In the Andean cultures, it is believed that humans, animals and nature are all one and that there are no divisions between these Earth Beings. If Pachamama, the Mother Earth is hurt, all the beings will go through its suffering. When you go walking to the highlands, before taking off you make a short ceremony for Apus, the mountain God. It is considered as a kind gesture to ask Apus for its permission to visit its mountains and for its protection for your journey. Nature, with its all different Earth Beings are valued and treated with respect.
In the Andean cultures, it is believed that humans, animals and nature are all one and that there are no divisions between these Earth Beings. If Pachamama, the Mother Earth is hurt, all the beings will go through its suffering.
On a one crispy Saturday morning in July – an expedition crew consisting of me, Dr. Armando Guevara Gil and our friends Don Cirilo and Don “Chalaca” from a nearby local community of Santa Rosa de Ocopa – was heading to explore highland lakes feeding the Achamayo River.
The red shades of sun were rising behind the mountains as our car was slowly climbing uphill on a rocky serpentine road. As we got higher, we could see the grass covered with white sheet of frost and feel in our lungs how the air had become freezer to breath.
A clear sun light was shining on our path as we began our walk surrounded by the sceneries of endless puna. The frozen grass was shuffling under our feet and the small mountain flowers growing tightened to the ground were waking up. We could hear echoes of dogs barking somewhere far away. Cirilo told that they came from the alpaca-herds’ camps.
Expedition crew in the highland punas of the Achamayo River Valley.
By the lake Taptapa with Don Cirilo and Don Chalaca.

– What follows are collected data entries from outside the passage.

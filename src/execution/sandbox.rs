//! HTTP client for the code-execution sandbox.
//!
//! Generated code is untrusted and never runs in this process. It is posted
//! to an external sandbox service (`POST {base_url}/execute` with a JSON
//! `{"code": ...}` body) that runs it in isolation and reports stdout,
//! stderr and the exit code. The client never raises: any transport or
//! service failure is folded into an `ExecutionResult` with `has_error`
//! set, so the workflow routes on it like any other failing run.

use async_trait::async_trait;
use reqwest::Client;
use serde::{Deserialize, Serialize};
use std::env;
use std::time::Duration;

use crate::session::ExecutionResult;

/// Default sandbox service address.
pub const DEFAULT_SANDBOX_URL: &str = "http://127.0.0.1:8000";

/// Comment header placed above the candidate solution in a combined payload.
const SOLUTION_HEADER: &str = "# Your solution:";
/// Comment header placed above the test suite in a combined payload.
const TEST_HEADER: &str = "# QA test:";

/// Combine a candidate solution and a test suite into one executable
/// payload: solution first, tests second, each under its comment header,
/// both verbatim.
pub fn combine_sources(solution: &str, tests: &str) -> String {
    format!("{SOLUTION_HEADER}\n{solution}\n\n{TEST_HEADER}\n{tests}")
}

/// Trait for executors that run untrusted code.
///
/// Infallible by contract: a run that could not happen at all is still an
/// `ExecutionResult`, with the failure folded into `stderr`/`has_error`.
#[async_trait]
pub trait CodeExecutor: Send + Sync {
    /// Execute `code` and report the outcome.
    async fn execute(&self, code: &str) -> ExecutionResult;
}

/// Request body for the sandbox service.
#[derive(Debug, Serialize)]
struct ExecuteRequest<'a> {
    code: &'a str,
}

/// Success body from the sandbox service.
#[derive(Debug, Deserialize)]
struct ExecuteResponse {
    stdout: String,
    stderr: String,
    returncode: i64,
}

/// Error body from the sandbox service.
#[derive(Debug, Deserialize)]
struct ExecuteErrorResponse {
    detail: String,
}

/// Client for the HTTP execution sandbox.
pub struct SandboxClient {
    /// Base URL of the sandbox service.
    base_url: String,
    /// HTTP client for making requests.
    http_client: Client,
}

impl SandboxClient {
    /// Create a client for the sandbox at `base_url`.
    pub fn new(base_url: impl Into<String>) -> Self {
        Self {
            base_url: base_url.into(),
            http_client: Client::builder()
                .timeout(Duration::from_secs(120))
                .build()
                .expect("Failed to build HTTP client"),
        }
    }

    /// Create a client from the `SANDBOX_URL` environment variable,
    /// falling back to [`DEFAULT_SANDBOX_URL`].
    pub fn from_env() -> Self {
        let base_url =
            env::var("SANDBOX_URL").unwrap_or_else(|_| DEFAULT_SANDBOX_URL.to_string());
        Self::new(base_url)
    }

    /// Get the sandbox base URL.
    pub fn base_url(&self) -> &str {
        &self.base_url
    }
}

#[async_trait]
impl CodeExecutor for SandboxClient {
    async fn execute(&self, code: &str) -> ExecutionResult {
        let url = format!("{}/execute", self.base_url);

        let response = match self
            .http_client
            .post(&url)
            .json(&ExecuteRequest { code })
            .send()
            .await
        {
            Ok(response) => response,
            Err(e) => {
                tracing::warn!(error = %e, "sandbox request failed to send");
                return ExecutionResult::failed_to_run(code, &e.to_string());
            }
        };

        let status = response.status();

        if !status.is_success() {
            let error_text = response
                .text()
                .await
                .unwrap_or_else(|_| "Failed to read error response".to_string());

            let detail = serde_json::from_str::<ExecuteErrorResponse>(&error_text)
                .map(|body| body.detail)
                .unwrap_or(error_text);
            let detail = if detail.is_empty() {
                format!("sandbox returned HTTP {}", status.as_u16())
            } else {
                detail
            };

            tracing::warn!(
                status = status.as_u16(),
                detail = %detail,
                "sandbox rejected execution"
            );
            return ExecutionResult::failed_to_run(code, &detail);
        }

        match response.json::<ExecuteResponse>().await {
            Ok(body) => {
                tracing::debug!(returncode = body.returncode, "sandbox run completed");
                ExecutionResult::completed(code, body.stdout, body.stderr, body.returncode)
            }
            Err(e) => {
                tracing::warn!(error = %e, "sandbox returned an unreadable success body");
                ExecutionResult::failed_to_run(code, &e.to_string())
            }
        }
    }
}

#[cfg(test)]
mod tests {
    use super::*;

    #[test]
    fn combine_sources_keeps_both_parts_verbatim() {
        let solution = "class Solution:\n    def f(self):\n        return 1";
        let tests = "assert Solution().f() == 1";
        let combined = combine_sources(solution, tests);

        assert!(combined.contains(solution));
        assert!(combined.contains(tests));
        assert!(combined.starts_with("# Your solution:\n"));
        assert!(combined.contains("# QA test:\n"));
        // Solution comes before the tests.
        let solution_at = combined.find(solution).unwrap();
        let tests_at = combined.find(tests).unwrap();
        assert!(solution_at < tests_at);
    }

    #[test]
    fn client_keeps_configured_base_url() {
        let client = SandboxClient::new("http://sandbox.internal:9000");
        assert_eq!(client.base_url(), "http://sandbox.internal:9000");
    }

    #[tokio::test]
    async fn unreachable_sandbox_folds_into_error_result() {
        // Use a port that's unlikely to have a server
        let client = SandboxClient::new("http://127.0.0.1:65535");
        let result = client.execute("print('hi')").await;

        assert!(result.has_error);
        assert_eq!(result.stdout, "");
        assert!(result.stderr.starts_with('('));
        assert!(result.stderr.ends_with(')'));
        assert_eq!(result.code, "print('hi')");
    }
}
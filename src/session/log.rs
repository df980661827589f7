//! Append-only conversation log for solution synthesis.

use serde::{Deserialize, Serialize};

use crate::llm::Message;

/// Append-only record of the solution-generation conversation.
///
/// The solution synthesizer reads the full history to regenerate with
/// context; the merge appends new exchanges at the end. Nothing ever
/// rewrites, reorders, or truncates past entries.
#[derive(Debug, Clone, Default, Serialize, Deserialize)]
#[serde(transparent)]
pub struct ConversationLog {
    entries: Vec<Message>,
}

impl ConversationLog {
    /// Create an empty log.
    pub fn new() -> Self {
        Self::default()
    }

    /// Read-only view of the logged messages, oldest first.
    pub fn entries(&self) -> &[Message] {
        &self.entries
    }

    /// Number of logged messages.
    pub fn len(&self) -> usize {
        self.entries.len()
    }

    /// True when nothing has been logged yet.
    pub fn is_empty(&self) -> bool {
        self.entries.is_empty()
    }

    /// Iterate the logged messages, oldest first.
    pub fn iter(&self) -> std::slice::Iter<'_, Message> {
        self.entries.iter()
    }

    /// The single mutation: push one message at the end.
    pub(crate) fn append(&mut self, message: Message) {
        self.entries.push(message);
    }
}
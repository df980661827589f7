//! Sandboxed execution layer for codeloop.
//!
//! Generated solutions and tests are combined into a single payload and
//! submitted to an external sandbox service over HTTP. The executor trait
//! is the seam tests mock; the client folds every failure into the result
//! so execution never aborts a session.
//!
//! # Example
//!
//! ```ignore
//! use codeloop::execution::{combine_sources, CodeExecutor, SandboxClient};
//!
//! let sandbox = SandboxClient::from_env();
//! let payload = combine_sources("def f():\n    return 1", "assert f() == 1");
//! let result = sandbox.execute(&payload).await;
//! assert!(!result.has_error);
//! ```

pub mod sandbox;

pub use sandbox::{combine_sources, CodeExecutor, SandboxClient, DEFAULT_SANDBOX_URL};
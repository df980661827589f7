//! Test Synthesizer Agent: writes the AI test suite for a problem.
//!
//! Given the four-field problem specification, this agent asks its model
//! for an assert-based test snippet wrapped in the test-marker protocol
//! and extracts the block. A reply without a usable block is an absent
//! artifact, not an error: the workflow routes on it and asks again.

use std::sync::Arc;

use super::error::{AgentError, AgentResult};
use crate::llm::{GenerationRequest, LlmProvider, Message};
use crate::problem::ProblemSpecification;
use crate::prompts::{build_test_generation_prompt, TEST_BLOCK_END, TEST_BLOCK_START};
use crate::utils::extract_delimited;

/// Configuration for the test synthesizer agent.
#[derive(Debug, Clone)]
pub struct TestSynthesizerConfig {
    /// Model identifier; empty means the provider's default.
    pub model: String,
    /// Temperature for LLM generation.
    pub temperature: f64,
    /// Maximum tokens for LLM response.
    pub max_tokens: u32,
}

impl Default for TestSynthesizerConfig {
    fn default() -> Self {
        Self {
            model: String::new(),
            temperature: 0.4,
            max_tokens: 2000,
        }
    }
}

impl TestSynthesizerConfig {
    /// Sets the model identifier.
    pub fn with_model(mut self, model: impl Into<String>) -> Self {
        self.model = model.into();
        self
    }

    /// Sets the temperature for LLM generation.
    pub fn with_temperature(mut self, temperature: f64) -> Self {
        self.temperature = temperature.clamp(0.0, 2.0);
        self
    }

    /// Sets the maximum tokens for LLM response.
    pub fn with_max_tokens(mut self, max_tokens: u32) -> Self {
        self.max_tokens = max_tokens;
        self
    }
}

/// Agent that writes the AI test suite for a problem.
pub struct TestSynthesizer {
    llm_client: Arc<dyn LlmProvider>,
    config: TestSynthesizerConfig,
}

impl std::fmt::Debug for TestSynthesizer {
    fn fmt(&self, f: &mut std::fmt::Formatter<'_>) -> std::fmt::Result {
        f.debug_struct("TestSynthesizer")
            .field("config", &self.config)
            .finish_non_exhaustive()
    }
}

impl TestSynthesizer {
    /// Agent name constant for identification.
    pub const AGENT_NAME: &'static str = "test_synthesizer";

    /// Creates a new test synthesizer agent.
    pub fn new(llm_client: Arc<dyn LlmProvider>, config: TestSynthesizerConfig) -> Self {
        Self { llm_client, config }
    }

    /// Creates a new test synthesizer with default configuration.
    pub fn with_defaults(llm_client: Arc<dyn LlmProvider>) -> Self {
        Self::new(llm_client, TestSynthesizerConfig::default())
    }

    /// Ask the model for a test suite and extract the delimited block.
    ///
    /// Returns `Ok(None)` when the reply carries no extractable test code.
    pub async fn synthesize(
        &self,
        problem: &ProblemSpecification,
    ) -> AgentResult<Option<String>> {
        let prompt = build_test_generation_prompt(problem);

        let request = GenerationRequest::new(
            self.config.model.clone(),
            vec![Message::system(prompt.system), Message::user(prompt.user)],
        )
        .with_temperature(self.config.temperature)
        .with_max_tokens(self.config.max_tokens);

        let response = self.llm_client.generate(request).await?;
        let content = response
            .first_content()
            .ok_or_else(|| AgentError::ResponseParseError("Empty LLM response".to_string()))?;

        let test_code = extract_delimited(content, TEST_BLOCK_START, TEST_BLOCK_END);
        if test_code.is_none() {
            tracing::warn!(
                agent = Self::AGENT_NAME,
                "reply carried no extractable test block"
            );
        }

        Ok(test_code)
    }
}

#[cfg(test)]
mod tests {
    use super::*;
    use crate::error::LlmError;
    use crate::llm::{Choice, GenerationResponse, Usage};
    use async_trait::async_trait;
    use std::sync::Mutex;

    struct MockLlmProvider {
        response: Mutex<String>,
    }

    impl MockLlmProvider {
        fn new(response: impl Into<String>) -> Self {
            Self {
                response: Mutex::new(response.into()),
            }
        }
    }

    #[async_trait]
    impl LlmProvider for MockLlmProvider {
        async fn generate(
            &self,
            _request: GenerationRequest,
        ) -> Result<GenerationResponse, LlmError> {
            let content = self.response.lock().expect("lock not poisoned").clone();
            Ok(GenerationResponse {
                id: "mock-id".to_string(),
                model: "mock-model".to_string(),
                choices: vec![Choice {
                    index: 0,
                    message: Message::assistant(content),
                    finish_reason: "stop".to_string(),
                }],
                usage: Usage {
                    prompt_tokens: 200,
                    completion_tokens: 300,
                    total_tokens: 500,
                },
            })
        }
    }

    fn sample_problem() -> ProblemSpecification {
        ProblemSpecification::new(
            "Find the length of the longest substring without repeating characters.",
            "Input: s = \"abcabcbb\"\nOutput: 3",
            "class Solution:\n    def lengthOfLongestSubstring(self, s: str) -> int:",
            "assert Solution().lengthOfLongestSubstring(\"abcabcbb\") == 3",
        )
        .unwrap()
    }

    #[tokio::test]
    async fn extracts_the_test_block_from_the_reply() {
        let reply = "Here are some tests.\n\n===test-start===\nassert Solution().lengthOfLongestSubstring(\"pwwkew\") == 3\n===test-end===\n\nDone.";
        let agent = TestSynthesizer::with_defaults(Arc::new(MockLlmProvider::new(reply)));

        let tests = agent.synthesize(&sample_problem()).await.unwrap().unwrap();
        assert!(tests.contains("pwwkew"));
        assert!(!tests.contains("==="));
    }

    #[tokio::test]
    async fn reply_without_markers_is_an_absent_artifact() {
        let agent = TestSynthesizer::with_defaults(Arc::new(MockLlmProvider::new(
            "I'd rather describe the tests in prose.",
        )));

        let tests = agent.synthesize(&sample_problem()).await.unwrap();
        assert!(tests.is_none());
    }

    #[test]
    fn config_builders_clamp_temperature() {
        let config = TestSynthesizerConfig::default()
            .with_temperature(9.0)
            .with_max_tokens(512)
            .with_model("gpt-4o");
        assert_eq!(config.temperature, 2.0);
        assert_eq!(config.max_tokens, 512);
        assert_eq!(config.model, "gpt-4o");
    }
}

Photo: Armando Guevara Gil.
We had sat down by the lake Chaluacocha to have some snacks when suddenly the sky turned all grey and a snappy gust of snow began to whip the ground. Our local friends said teasingly that Pachamama had gotten angry because we had been so eager to head to the punas that we had forgotten to make the payment to Pachamama.
In the middle of the snowstorm, we decided to make a short ceremony, sharing some of our fruits and bread with Pachamama. Don Cirilo gave a short speech to ask for good weather and thank Pachamama to permit us to visit its lands, lakes and mountains.
Ten minutes later the sky started to brighten and the snow was gone. We were joking that our presents had managed to calm down the anger of Pachamama.
“Rationally thinking” our little ceremony probably did not have the power to change the weather. But it forces you to reflect upon, how we tend to forget that after all, we are all just shortly passing visitors in our common home – the Earth. And the least we should do is to show respect and gratitude to our host.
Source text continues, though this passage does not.